The evolutionary pattern was created because food was unreliable and energy demands were unpredictable - but high, due to the large brain. (Possibly larger than it is today, but there seems to be conflicting data there.)

Now, rationing extreme energy foods is certainly one option, but it's not a particularly satisfactory one as the energy demands vary by profession and by time within a profession. You simply can't predict what people will need and there's no way to standardise this.
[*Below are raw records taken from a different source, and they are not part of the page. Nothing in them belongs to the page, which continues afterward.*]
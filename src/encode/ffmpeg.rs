use std::io::{Read as _, Write as _};
use std::path::PathBuf;
use std::process::{Child, ChildStdin, Command, Stdio};

use crate::encode::ensure_parent_dir;
use crate::encode::sink::{FrameSink, SinkConfig, check_order, check_size};
use crate::foundation::core::{FrameIndex, Rgba8};
use crate::foundation::error::{IntroError, IntroResult};
use crate::foundation::math::flatten_premul_over_bg;
use crate::render::FrameRGBA;

/// Options for [`FfmpegSink`].
#[derive(Clone, Debug)]
pub struct FfmpegSinkOpts {
    /// Output file, usually `.mp4`.
    pub out_path: PathBuf,
    /// Replace an existing output file.
    pub overwrite: bool,
    /// Opaque color that transparent pixels are flattened onto.
    pub background: Rgba8,
}

impl FfmpegSinkOpts {
    /// Overwriting options with a black background.
    pub fn new(out_path: impl Into<PathBuf>) -> Self {
        Self {
            out_path: out_path.into(),
            overwrite: true,
            background: Rgba8::BLACK,
        }
    }
}

/// Streams raw RGBA frames into a system `ffmpeg` encoding H.264/yuv420p.
pub struct FfmpegSink {
    opts: FfmpegSinkOpts,
    child: Option<Child>,
    stdin: Option<ChildStdin>,
    stderr_drain: Option<std::thread::JoinHandle<std::io::Result<Vec<u8>>>>,
    scratch: Vec<u8>,
    cfg: Option<SinkConfig>,
    last_idx: Option<FrameIndex>,
}

impl FfmpegSink {
    /// Create an idle sink; `ffmpeg` is spawned by `begin`.
    pub fn new(opts: FfmpegSinkOpts) -> Self {
        Self {
            opts,
            child: None,
            stdin: None,
            stderr_drain: None,
            scratch: Vec::new(),
            cfg: None,
            last_idx: None,
        }
    }

    fn command(&self, cfg: &SinkConfig) -> Command {
        let mut cmd = Command::new("ffmpeg");
        cmd.stdin(Stdio::piped())
            .stdout(Stdio::null())
            .stderr(Stdio::piped())
            .arg(if self.opts.overwrite { "-y" } else { "-n" })
            .args(["-loglevel", "error", "-f", "rawvideo", "-pix_fmt", "rgba"])
            .args(["-s", &format!("{}x{}", cfg.width, cfg.height)])
            .args(["-r", &format!("{}/{}", cfg.fps.num, cfg.fps.den)])
            .args(["-i", "pipe:0", "-an", "-c:v", "libx264", "-pix_fmt", "yuv420p"])
            .args(["-movflags", "+faststart"])
            .arg(&self.opts.out_path);
        cmd
    }
}

impl FrameSink for FfmpegSink {
    fn begin(&mut self, cfg: SinkConfig) -> IntroResult<()> {
        if cfg.width == 0 || cfg.height == 0 {
            return Err(IntroError::validation("ffmpeg output must be non-empty"));
        }
        if !cfg.width.is_multiple_of(2) || !cfg.height.is_multiple_of(2) {
            return Err(IntroError::validation(format!(
                "ffmpeg output needs even dimensions for yuv420p, got {}x{}",
                cfg.width, cfg.height
            )));
        }
        ensure_parent_dir(&self.opts.out_path)?;
        if !self.opts.overwrite && self.opts.out_path.exists() {
            return Err(IntroError::validation(format!(
                "output file '{}' already exists",
                self.opts.out_path.display()
            )));
        }
        if !is_ffmpeg_on_path() {
            return Err(IntroError::encode("ffmpeg was not found on PATH"));
        }

        let mut child = self
            .command(&cfg)
            .spawn()
            .map_err(|e| IntroError::encode(format!("failed to spawn ffmpeg: {e}")))?;
        let stdin = child
            .stdin
            .take()
            .ok_or_else(|| IntroError::encode("ffmpeg stdin unavailable"))?;
        let mut stderr = child
            .stderr
            .take()
            .ok_or_else(|| IntroError::encode("ffmpeg stderr unavailable"))?;
        let drain = std::thread::spawn(move || {
            let mut bytes = Vec::new();
            stderr.read_to_end(&mut bytes)?;
            Ok(bytes)
        });
        tracing::debug!(
            out = %self.opts.out_path.display(),
            width = cfg.width,
            height = cfg.height,
            "spawned ffmpeg"
        );

        self.scratch = vec![0u8; (cfg.width as usize) * (cfg.height as usize) * 4];
        self.child = Some(child);
        self.stdin = Some(stdin);
        self.stderr_drain = Some(drain);
        self.cfg = Some(cfg);
        self.last_idx = None;
        Ok(())
    }

    fn push_frame(&mut self, idx: FrameIndex, frame: &FrameRGBA) -> IntroResult<()> {
        let cfg = self
            .cfg
            .as_ref()
            .ok_or_else(|| IntroError::encode("ffmpeg sink not started"))?;
        check_order(self.last_idx, idx)?;
        check_size(cfg, frame)?;
        self.last_idx = Some(idx);

        if frame.premultiplied {
            let bg = self.opts.background;
            flatten_premul_over_bg(&mut self.scratch, &frame.data, [bg.r, bg.g, bg.b, 255]);
        } else {
            self.scratch.copy_from_slice(&frame.data);
        }
        let stdin = self
            .stdin
            .as_mut()
            .ok_or_else(|| IntroError::encode("ffmpeg sink already finished"))?;
        stdin
            .write_all(&self.scratch)
            .map_err(|e| IntroError::encode(format!("write frame {} to ffmpeg: {e}", idx.0)))
    }

    fn end(&mut self) -> IntroResult<()> {
        drop(self.stdin.take());
        let mut child = self
            .child
            .take()
            .ok_or_else(|| IntroError::encode("ffmpeg sink not started"))?;
        let status = child
            .wait()
            .map_err(|e| IntroError::encode(format!("wait for ffmpeg: {e}")))?;
        let stderr = match self.stderr_drain.take() {
            Some(handle) => handle
                .join()
                .map_err(|_| IntroError::encode("ffmpeg stderr drain panicked"))?
                .map_err(|e| IntroError::encode(format!("read ffmpeg stderr: {e}")))?,
            None => Vec::new(),
        };
        self.cfg = None;

        if !status.success() {
            return Err(IntroError::encode(format!(
                "ffmpeg exited with {status}: {}",
                String::from_utf8_lossy(&stderr).trim()
            )));
        }
        Ok(())
    }
}

/// `true` when `ffmpeg -version` runs successfully.
pub fn is_ffmpeg_on_path() -> bool {
    Command::new("ffmpeg")
        .arg("-version")
        .stdout(Stdio::null())
        .stderr(Stdio::null())
        .status()
        .map(|s| s.success())
        .unwrap_or(false)
}

#[cfg(test)]
#[path = "../../tests/unit/encode/ffmpeg.rs"]
mod tests;
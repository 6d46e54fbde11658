use super::*;

#[test]
fn mul_div255_bounds() {
    assert_eq!(mul_div255_u16(255, 255), 255);
    assert_eq!(mul_div255_u16(0, 255), 0);
    assert_eq!(mul_div255_u16(128, 255), 128);
}

#[test]
fn over_with_opaque_src_replaces_dst() {
    let mut dst = vec![10u8, 20, 30, 255];
    premul_over_in_place(&mut dst, &[1, 2, 3, 255]);
    assert_eq!(dst, vec![1, 2, 3, 255]);
}

#[test]
fn over_with_transparent_src_keeps_dst() {
    let mut dst = vec![10u8, 20, 30, 255];
    premul_over_in_place(&mut dst, &[0, 0, 0, 0]);
    assert_eq!(dst, vec![10, 20, 30, 255]);
}

#[test]
fn flatten_alpha_0_returns_bg() {
    let mut dst = vec![0u8; 4];
    flatten_premul_over_bg(&mut dst, &[0, 0, 0, 0], [10, 20, 30, 255]);
    assert_eq!(dst, vec![10, 20, 30, 255]);
}

#[test]
fn flatten_alpha_255_is_identity() {
    let mut dst = vec![0u8; 4];
    flatten_premul_over_bg(&mut dst, &[1, 2, 3, 255], [10, 20, 30, 255]);
    assert_eq!(dst, vec![1, 2, 3, 255]);
}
There is a second option. Intense focus is impossible for beyond about 45-90 minutes at a stretch, or for more than 3-5 hours in a day. Meetings degrade intelligence, according to psychological research, so you want to minimise those. After about 7 hours, work will mostly have negative value. If you increase the amount of high physical activity for at least an hour a day (and potentially longer if the amount of soft work is minimal in the job) then you will improve physical fitness and general health, without having to substantially alter diet. However, that still only gets you so far, because a poor diet still impacts physical and mental health, and can lead to brain decline. (It's a big factor in poor brain health in children in schools.)

A third option, then, is to actually improve meal quality in schools and for workplaces to work with the food industry to provide cheaper/easier access to high quality foods that actually taste good, not merely sensible energy foods. This would seem to be target solution, with in-work exercise to supplement it.